Westwood's caddie, Billy Foster, injured his right knee before a charity soccer match Monday and is expected to be out at least a month and possibly longer depending on the outcome of a CT scan Friday. Casey Kerr will take Foster's place on the bags for at least the next two tournaments.
Westwood said ideally he hopes to have Foster back for the Scandinavian Masters, one week before the U.S. Open.
"It'll be a loss for a few weeks, but accidents happen," Westwood said. "What can you do? He goes skiing twice a year and he's never done anything doing that, and then he puts his foot down wrong on a football field having a kick around, which like I said I could have done at home playing with my son in the garden, and it just blows out. I did remind him that he's now 46 and not 26."
Westwood said he received a call from Foster, who sheepishly informed him of the news.
"He started off by asking `Do you love me?'" Westwood said.
Westwood said he will miss Foster's advice from tee-to-green, but doesn't seem too worried that it will affect his game.
"I've been out here a long time," Westwood said. "This is not my first rodeo. I think I'll be able to cope."
RETURNING THE FAVOR: Speaking of caddies, Bill Haas took to carrying the bags for his younger brother Jay Jr. at Monday's qualifying event in Charlotte.
Normally it's the other way around.
Jay Jr. has been caddying for Bill since the middle of last year and the two have experienced great success together, with Bill winning the Tour Championship and the $10 million FedEx Cup in 2011. He started this year by winning a playoff at Riviera.
"Jay likes to play and I know that he has the itch every time he's out here," Bill Haas said of his brother. "He thinks he can play with all of the guys out here. I think he's got the talent."
Jay Jr. shot a 1-under 71 but didn't qualify for the tournament.
"I wanted him to get into the field," Haas said. "I thought maybe I could help him with a shot or two."
When asked who's more expensive as a caddie, Bill laughed and said, "He doesn't pay much."
WHAT'S THE MASTERS?: Hunter Mahan recently threw out the first pitch at a Texas Rangers game and got to mingle with some of the players.
Mahan said most of the guys knew who he was, but Rangers star Josh Hamilton didn't.

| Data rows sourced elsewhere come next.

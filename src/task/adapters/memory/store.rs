//! In-memory task store for tests and embedded hosts.

use async_trait::async_trait;
use std::collections::HashMap;
use std::sync::{Arc, RwLock, RwLockReadGuard, RwLockWriteGuard};

use crate::task::{
    domain::{PageRequest, Task, TaskId, TaskPage, TaskQuery, TaskSort, TaskStatus},
    ports::{TaskStore, TaskStoreError, TaskStoreResult},
};

/// Thread-safe in-memory task store.
///
/// Records are kept in insertion order so equal sort keys resolve to
/// creation order, matching what a sequential primary key gives in SQL.
#[derive(Debug, Clone, Default)]
pub struct InMemoryTaskStore {
    state: Arc<RwLock<InMemoryTaskState>>,
}

#[derive(Debug, Default)]
struct InMemoryTaskState {
    tasks: HashMap<TaskId, Task>,
    order: Vec<TaskId>,
}

impl InMemoryTaskState {
    fn matching(&self, query: &TaskQuery, sort: TaskSort) -> Vec<&Task> {
        let mut rows: Vec<&Task> = self
            .order
            .iter()
            .filter_map(|id| self.tasks.get(id))
            .filter(|task| query.matches(task))
            .collect();
        rows.sort_by(|left, right| sort.compare(left, right));
        rows
    }
}

impl InMemoryTaskStore {
    /// Creates an empty in-memory store.
    #[must_use]
    pub fn new() -> Self {
        Self::default()
    }

    /// Returns the number of stored tasks.
    ///
    /// # Errors
    ///
    /// Returns [`TaskStoreError::Persistence`] when the lock is poisoned.
    pub fn len(&self) -> TaskStoreResult<usize> {
        Ok(self.read()?.tasks.len())
    }

    /// Returns whether the store holds no tasks.
    ///
    /// # Errors
    ///
    /// Returns [`TaskStoreError::Persistence`] when the lock is poisoned.
    pub fn is_empty(&self) -> TaskStoreResult<bool> {
        Ok(self.read()?.tasks.is_empty())
    }

    fn read(&self) -> TaskStoreResult<RwLockReadGuard<'_, InMemoryTaskState>> {
        self.state
            .read()
            .map_err(|err| TaskStoreError::persistence(std::io::Error::other(err.to_string())))
    }

    fn write(&self) -> TaskStoreResult<RwLockWriteGuard<'_, InMemoryTaskState>> {
        self.state
            .write()
            .map_err(|err| TaskStoreError::persistence(std::io::Error::other(err.to_string())))
    }
}

#[async_trait]
impl TaskStore for InMemoryTaskStore {
    async fn store(&self, task: &Task) -> TaskStoreResult<()> {
        let mut state = self.write()?;
        if state.tasks.contains_key(&task.id()) {
            return Err(TaskStoreError::DuplicateTask(task.id()));
        }
        state.order.push(task.id());
        state.tasks.insert(task.id(), task.clone());
        Ok(())
    }

    async fn update(&self, task: &Task) -> TaskStoreResult<()> {
        let mut state = self.write()?;
        let slot = state
            .tasks
            .get_mut(&task.id())
            .ok_or(TaskStoreError::NotFound(task.id()))?;
        *slot = task.clone();
        Ok(())
    }

    async fn update_if(&self, task: &Task, expected: TaskStatus) -> TaskStoreResult<()> {
        let mut state = self.write()?;
        let slot = state
            .tasks
            .get_mut(&task.id())
            .ok_or(TaskStoreError::NotFound(task.id()))?;
        if slot.status() != expected {
            return Err(TaskStoreError::StatusConflict {
                task_id: task.id(),
                expected,
                actual: slot.status(),
            });
        }
        *slot = task.clone();
        Ok(())
    }

    async fn find_by_id(&self, id: TaskId) -> TaskStoreResult<Option<Task>> {
        Ok(self.read()?.tasks.get(&id).cloned())
    }

    async fn find(
        &self,
        query: &TaskQuery,
        limit: Option<usize>,
        sort: TaskSort,
    ) -> TaskStoreResult<Vec<Task>> {
        let state = self.read()?;
        let rows = state.matching(query, sort);
        let take = limit.unwrap_or(rows.len());
        Ok(rows.into_iter().take(take).cloned().collect())
    }

    async fn count(&self, query: &TaskQuery) -> TaskStoreResult<u64> {
        let state = self.read()?;
        let matched = state
            .tasks
            .values()
            .filter(|task| query.matches(task))
            .count();
        Ok(u64::try_from(matched).unwrap_or(u64::MAX))
    }

    async fn find_page(
        &self,
        query: &TaskQuery,
        page: PageRequest,
        sort: TaskSort,
    ) -> TaskStoreResult<TaskPage> {
        let state = self.read()?;
        let rows = state.matching(query, sort);
        let total = u64::try_from(rows.len()).unwrap_or(u64::MAX);
        let skip = usize::try_from(page.offset()).unwrap_or(usize::MAX);
        let take = usize::try_from(page.per_page()).unwrap_or(usize::MAX);
        Ok(TaskPage {
            rows: rows.into_iter().skip(skip).take(take).cloned().collect(),
            total,
        })
    }
}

"After he hit batting practice he goes, `So what tournament did you play?" Mahan said. "I told him `The Masters.' You've got to the love the guy (because) he had no idea what the Masters was or ever heard of it. I mean he was just ... he was so funny."
TOP FIELD CONTENDING: The Wells Fargo Championship is always a competitive field and this year is no different. Five of the top 10 players in the Official World Golf Rankings are in the field, including McIlroy, Westwood, Mickelson, Mahan and Tiger Woods. Fifteen of the 19 PGA Tour winners from last year are entered.

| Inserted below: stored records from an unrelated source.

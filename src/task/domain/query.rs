//! Store-agnostic task filters, ordering and pagination.

use super::{RunnerType, Task, TaskId, TaskStatus, TaskType};
use chrono::{DateTime, Utc};
use serde::{Deserialize, Serialize};
use serde_json::Value;

/// Inclusive timestamp range (`BETWEEN`).
#[derive(Debug, Clone, Copy, PartialEq, Eq, Serialize, Deserialize)]
pub struct DateRange {
    /// Lower bound, inclusive.
    pub from: DateTime<Utc>,
    /// Upper bound, inclusive.
    pub to: DateTime<Utc>,
}

impl DateRange {
    /// Creates an inclusive range.
    #[must_use]
    pub const fn new(from: DateTime<Utc>, to: DateTime<Utc>) -> Self {
        Self { from, to }
    }

    /// Returns whether `instant` lies within the range.
    #[must_use]
    pub fn contains(&self, instant: DateTime<Utc>) -> bool {
        self.from <= instant && instant <= self.to
    }
}

/// Case-insensitive substring match against a nested `input` field.
#[derive(Debug, Clone, PartialEq, Eq, Serialize, Deserialize)]
pub struct InputMatch {
    /// Object keys leading to the field, outermost first.
    pub path: Vec<String>,
    /// Substring to look for.
    pub needle: String,
}

impl InputMatch {
    /// Creates a fuzzy match on the field at `path`.
    #[must_use]
    pub fn new(path: impl IntoIterator<Item = impl Into<String>>, needle: impl Into<String>) -> Self {
        Self {
            path: path.into_iter().map(Into::into).collect(),
            needle: needle.into(),
        }
    }

    /// Returns whether the task input satisfies the match.
    #[must_use]
    pub fn matches(&self, input: &Value) -> bool {
        let mut current = input;
        for key in &self.path {
            match current.get(key) {
                Some(next) => current = next,
                None => return false,
            }
        }
        let haystack = match current {
            Value::String(text) => text.clone(),
            Value::Null => return false,
            other => other.to_string(),
        };
        haystack
            .to_lowercase()
            .contains(&self.needle.to_lowercase())
    }
}

/// Filter over task records. Unset fields do not constrain the result.
#[derive(Debug, Clone, Default, PartialEq, Eq, Serialize, Deserialize)]
pub struct TaskQuery {
    /// Exact task identifier.
    pub id: Option<TaskId>,
    /// Identifier set (`IN`).
    pub ids: Option<Vec<TaskId>>,
    /// Exact target object identifier.
    pub target_id: Option<String>,
    /// Exact target object type.
    pub target_type: Option<String>,
    /// Exact task type.
    pub task_type: Option<TaskType>,
    /// Status set (`IN`).
    pub statuses: Option<Vec<TaskStatus>>,
    /// Exact runner type.
    pub runner_type: Option<RunnerType>,
    /// Upper bound on `start_time` (`<=`).
    pub start_time_lte: Option<DateTime<Utc>>,
    /// Creation timestamp range.
    pub created: Option<DateRange>,
    /// Completion timestamp range.
    pub completed: Option<DateRange>,
    /// Fuzzy match on a nested input field.
    pub input: Option<InputMatch>,
}

impl TaskQuery {
    /// Creates an unconstrained query.
    #[must_use]
    pub fn new() -> Self {
        Self::default()
    }

    /// Restricts to a single task identifier.
    #[must_use]
    pub const fn with_id(mut self, id: TaskId) -> Self {
        self.id = Some(id);
        self
    }

    /// Restricts to a set of task identifiers.
    #[must_use]
    pub fn with_ids(mut self, ids: impl IntoIterator<Item = TaskId>) -> Self {
        self.ids = Some(ids.into_iter().collect());
        self
    }

    /// Restricts to a target object identifier.
    #[must_use]
    pub fn with_target_id(mut self, target_id: impl Into<String>) -> Self {
        self.target_id = Some(target_id.into());
        self
    }

    /// Restricts to a target object type.
    #[must_use]
    pub fn with_target_type(mut self, target_type: impl Into<String>) -> Self {
        self.target_type = Some(target_type.into());
        self
    }

    /// Restricts to a task type.
    #[must_use]
    pub fn with_task_type(mut self, task_type: TaskType) -> Self {
        self.task_type = Some(task_type);
        self
    }

    /// Restricts to a single status.
    #[must_use]
    pub fn with_status(self, status: TaskStatus) -> Self {
        self.with_statuses([status])
    }

    /// Restricts to any of the given statuses.
    #[must_use]
    pub fn with_statuses(mut self, statuses: impl IntoIterator<Item = TaskStatus>) -> Self {
        self.statuses = Some(statuses.into_iter().collect());
        self
    }

    /// Restricts to a runner type.
    #[must_use]
    pub const fn with_runner_type(mut self, runner_type: RunnerType) -> Self {
        self.runner_type = Some(runner_type);
        self
    }

    /// Restricts to tasks whose start time is at or before `instant`.
    #[must_use]
    pub const fn with_start_time_lte(mut self, instant: DateTime<Utc>) -> Self {
        self.start_time_lte = Some(instant);
        self
    }

    /// Restricts creation time to `range`.
    #[must_use]
    pub const fn with_created(mut self, range: DateRange) -> Self {
        self.created = Some(range);
        self
    }

    /// Restricts completion time to `range`.
    #[must_use]
    pub const fn with_completed(mut self, range: DateRange) -> Self {
        self.completed = Some(range);
        self
    }

    /// Adds a fuzzy input match.
    #[must_use]
    pub fn with_input(mut self, input: InputMatch) -> Self {
        self.input = Some(input);
        self
    }

    /// Evaluates the query against a task in memory.
    #[must_use]
    pub fn matches(&self, task: &Task) -> bool {
        self.id.is_none_or(|id| task.id() == id)
            && self.ids.as_ref().is_none_or(|ids| ids.contains(&task.id()))
            && self
                .target_id
                .as_deref()
                .is_none_or(|id| task.target().id() == id)
            && self
                .target_type
                .as_deref()
                .is_none_or(|kind| task.target().kind() == kind)
            && self
                .task_type
                .as_ref()
                .is_none_or(|task_type| task.task_type() == task_type)
            && self
                .statuses
                .as_ref()
                .is_none_or(|statuses| statuses.contains(&task.status()))
            && self
                .runner_type
                .is_none_or(|runner_type| task.runner_type() == runner_type)
            && self
                .start_time_lte
                .is_none_or(|instant| task.start_time() <= instant)
            && self
                .created
                .is_none_or(|range| range.contains(task.created_at()))
            && self.completed.is_none_or(|range| {
                task.completed_at()
                    .is_some_and(|completed_at| range.contains(completed_at))
            })
            && self
                .input
                .as_ref()
                .is_none_or(|input| input.matches(task.input()))
    }
}

/// Sortable task columns.
#[derive(Debug, Clone, Copy, Default, PartialEq, Eq, Serialize, Deserialize)]
#[serde(rename_all = "snake_case")]
pub enum TaskSortKey {
    /// Creation timestamp.
    #[default]
    CreatedAt,
    /// Last update timestamp.
    UpdatedAt,
    /// Earliest dispatch time.
    StartTime,
    /// Completion timestamp.
    CompletedAt,
    /// Lifecycle status.
    Status,
    /// Task type.
    TaskType,
    /// Progress percentage.
    Progress,
}

/// Sort direction.
#[derive(Debug, Clone, Copy, Default, PartialEq, Eq, Serialize, Deserialize)]
#[serde(rename_all = "snake_case")]
pub enum SortDirection {
    /// Smallest first.
    Asc,
    /// Largest first.
    #[default]
    Desc,
}

/// Single-key ordering. Ties keep the store's natural (insertion) order.
#[derive(Debug, Clone, Copy, Default, PartialEq, Eq, Serialize, Deserialize)]
pub struct TaskSort {
    /// Column to order by.
    pub key: TaskSortKey,
    /// Direction of the ordering.
    pub direction: SortDirection,
}

impl TaskSort {
    /// Creates an ordering.
    #[must_use]
    pub const fn new(key: TaskSortKey, direction: SortDirection) -> Self {
        Self { key, direction }
    }

    /// Creation order, oldest first.
    #[must_use]
    pub const fn oldest_first() -> Self {
        Self::new(TaskSortKey::CreatedAt, SortDirection::Asc)
    }

    /// Creation order, newest first.
    #[must_use]
    pub const fn newest_first() -> Self {
        Self::new(TaskSortKey::CreatedAt, SortDirection::Desc)
    }

    /// Compares two tasks under this ordering.
    #[must_use]
    pub fn compare(&self, left: &Task, right: &Task) -> std::cmp::Ordering {
        let ordering = match self.key {
            TaskSortKey::CreatedAt => left.created_at().cmp(&right.created_at()),
            TaskSortKey::UpdatedAt => left.updated_at().cmp(&right.updated_at()),
            TaskSortKey::StartTime => left.start_time().cmp(&right.start_time()),
            TaskSortKey::CompletedAt => left.completed_at().cmp(&right.completed_at()),
            TaskSortKey::Status => left.status().as_str().cmp(right.status().as_str()),
            TaskSortKey::TaskType => left.task_type().cmp(right.task_type()),
            TaskSortKey::Progress => left.progress().cmp(&right.progress()),
        };
        match self.direction {
            SortDirection::Asc => ordering,
            SortDirection::Desc => ordering.reverse(),
        }
    }
}

/// One-based page selection.
#[derive(Debug, Clone, Copy, PartialEq, Eq, Serialize, Deserialize)]
pub struct PageRequest {
    per_page: u32,
    current_page: u32,
}

impl PageRequest {
    /// Default page size.
    pub const DEFAULT_PER_PAGE: u32 = 20;

    /// Creates a page selection; zero values are raised to one.
    #[must_use]
    pub fn new(per_page: u32, current_page: u32) -> Self {
        Self {
            per_page: per_page.max(1),
            current_page: current_page.max(1),
        }
    }

    /// Returns the page size.
    #[must_use]
    pub const fn per_page(self) -> u32 {
        self.per_page
    }

    /// Returns the one-based page number.
    #[must_use]
    pub const fn current_page(self) -> u32 {
        self.current_page
    }

    /// Returns the number of rows skipped before this page.
    #[must_use]
    pub fn offset(self) -> u64 {
        u64::from(self.per_page) * u64::from(self.current_page.saturating_sub(1))
    }
}

impl Default for PageRequest {
    fn default() -> Self {
        Self::new(Self::DEFAULT_PER_PAGE, 1)
    }
}

/// A page of tasks plus the total number of matches.
#[derive(Debug, Clone, PartialEq)]
pub struct TaskPage {
    /// Tasks on the requested page.
    pub rows: Vec<Task>,
    /// Total number of tasks matching the filter.
    pub total: u64,
}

The one notable absentee is Masters champion Bubba Watson, who withdrew from a couple of weeks ago to spend more time with his family.
WOODLAND WITHDRAWS: Gary Woodland withdrew from the tournament Wednesday to give his injured left wrist another week to heal.
Woodland suffered the injury during the third round of the Masters, continued to play and withdrew after the round. He said there is no structural damage and doctors have cleared him to play. But the former Kansas star has decided to rest the wrist. He plans to play next week at The Players Championship.
Woodland was replaced in the field by Russell Knox of Scotland.